* TASK INSTRUCTIONS *
Collect each line of the entries that holds the string "operand".

══════════

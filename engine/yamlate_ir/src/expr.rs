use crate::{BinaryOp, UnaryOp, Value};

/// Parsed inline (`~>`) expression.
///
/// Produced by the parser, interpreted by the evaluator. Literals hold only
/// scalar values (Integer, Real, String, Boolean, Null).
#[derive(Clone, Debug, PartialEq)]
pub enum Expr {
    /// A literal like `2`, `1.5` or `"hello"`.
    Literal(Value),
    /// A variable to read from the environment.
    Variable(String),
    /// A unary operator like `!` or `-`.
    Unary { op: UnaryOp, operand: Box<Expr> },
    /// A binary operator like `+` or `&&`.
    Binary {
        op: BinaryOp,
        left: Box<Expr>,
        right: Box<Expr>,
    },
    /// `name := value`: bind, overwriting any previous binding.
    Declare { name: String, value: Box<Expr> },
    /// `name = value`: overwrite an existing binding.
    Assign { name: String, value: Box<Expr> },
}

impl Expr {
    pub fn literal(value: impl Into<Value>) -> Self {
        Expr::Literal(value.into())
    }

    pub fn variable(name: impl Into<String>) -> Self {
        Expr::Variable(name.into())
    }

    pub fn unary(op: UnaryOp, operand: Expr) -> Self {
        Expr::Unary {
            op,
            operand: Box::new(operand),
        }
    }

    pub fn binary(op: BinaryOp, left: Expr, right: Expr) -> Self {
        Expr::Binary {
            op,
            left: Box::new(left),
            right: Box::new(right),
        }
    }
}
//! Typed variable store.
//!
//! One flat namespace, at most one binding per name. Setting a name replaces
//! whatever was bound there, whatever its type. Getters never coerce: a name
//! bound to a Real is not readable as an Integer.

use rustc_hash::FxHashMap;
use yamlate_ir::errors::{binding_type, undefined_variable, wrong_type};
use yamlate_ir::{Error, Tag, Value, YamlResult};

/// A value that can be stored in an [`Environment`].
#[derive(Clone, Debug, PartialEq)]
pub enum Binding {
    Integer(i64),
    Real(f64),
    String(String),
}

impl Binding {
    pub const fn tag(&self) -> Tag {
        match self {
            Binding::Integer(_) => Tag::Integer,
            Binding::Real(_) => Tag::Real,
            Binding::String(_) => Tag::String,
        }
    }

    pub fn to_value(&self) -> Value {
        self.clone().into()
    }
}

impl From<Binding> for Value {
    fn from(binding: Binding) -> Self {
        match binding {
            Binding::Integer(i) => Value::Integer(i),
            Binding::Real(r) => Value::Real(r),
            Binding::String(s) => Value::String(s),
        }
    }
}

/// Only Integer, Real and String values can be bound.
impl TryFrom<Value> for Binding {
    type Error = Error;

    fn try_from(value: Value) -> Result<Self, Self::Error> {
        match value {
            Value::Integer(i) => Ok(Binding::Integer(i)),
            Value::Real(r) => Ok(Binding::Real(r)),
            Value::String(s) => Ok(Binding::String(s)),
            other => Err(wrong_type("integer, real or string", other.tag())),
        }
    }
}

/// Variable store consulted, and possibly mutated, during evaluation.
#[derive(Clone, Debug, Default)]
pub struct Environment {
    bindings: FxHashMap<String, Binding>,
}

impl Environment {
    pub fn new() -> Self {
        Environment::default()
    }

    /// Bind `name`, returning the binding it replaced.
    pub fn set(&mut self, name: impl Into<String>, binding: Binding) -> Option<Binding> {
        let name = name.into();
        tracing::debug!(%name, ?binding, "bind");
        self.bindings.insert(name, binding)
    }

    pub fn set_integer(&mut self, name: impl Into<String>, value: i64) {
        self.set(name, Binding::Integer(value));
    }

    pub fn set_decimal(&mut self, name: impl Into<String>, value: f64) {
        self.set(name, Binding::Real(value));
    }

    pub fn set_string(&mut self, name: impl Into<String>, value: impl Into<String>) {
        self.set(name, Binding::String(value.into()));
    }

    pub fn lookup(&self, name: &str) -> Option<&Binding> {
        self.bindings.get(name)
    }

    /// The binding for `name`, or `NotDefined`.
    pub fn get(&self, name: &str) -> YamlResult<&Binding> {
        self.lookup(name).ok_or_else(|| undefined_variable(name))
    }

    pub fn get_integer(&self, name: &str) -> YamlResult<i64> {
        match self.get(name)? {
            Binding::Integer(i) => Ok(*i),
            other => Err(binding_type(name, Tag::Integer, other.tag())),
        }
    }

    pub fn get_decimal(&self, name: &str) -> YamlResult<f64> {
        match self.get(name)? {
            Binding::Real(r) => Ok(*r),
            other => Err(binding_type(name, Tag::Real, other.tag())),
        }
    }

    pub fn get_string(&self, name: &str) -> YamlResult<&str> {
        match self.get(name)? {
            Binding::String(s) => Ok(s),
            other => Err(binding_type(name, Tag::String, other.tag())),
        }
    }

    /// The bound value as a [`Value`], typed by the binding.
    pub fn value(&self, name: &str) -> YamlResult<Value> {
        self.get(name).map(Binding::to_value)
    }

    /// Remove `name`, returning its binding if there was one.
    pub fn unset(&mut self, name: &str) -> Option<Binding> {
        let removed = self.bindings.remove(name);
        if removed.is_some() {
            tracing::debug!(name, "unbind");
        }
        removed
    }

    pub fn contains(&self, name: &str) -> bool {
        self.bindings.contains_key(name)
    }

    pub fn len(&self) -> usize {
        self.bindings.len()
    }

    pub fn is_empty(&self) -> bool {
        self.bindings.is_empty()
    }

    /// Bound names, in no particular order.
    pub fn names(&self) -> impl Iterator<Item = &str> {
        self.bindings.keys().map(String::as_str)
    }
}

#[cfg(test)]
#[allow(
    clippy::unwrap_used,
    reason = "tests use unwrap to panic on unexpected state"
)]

══════════

* RESPONSE BELOW *
    Unary { op: UnaryOp, operand: Box<Expr> },
    pub fn unary(op: UnaryOp, operand: Expr) -> Self {
            operand: Box::new(operand),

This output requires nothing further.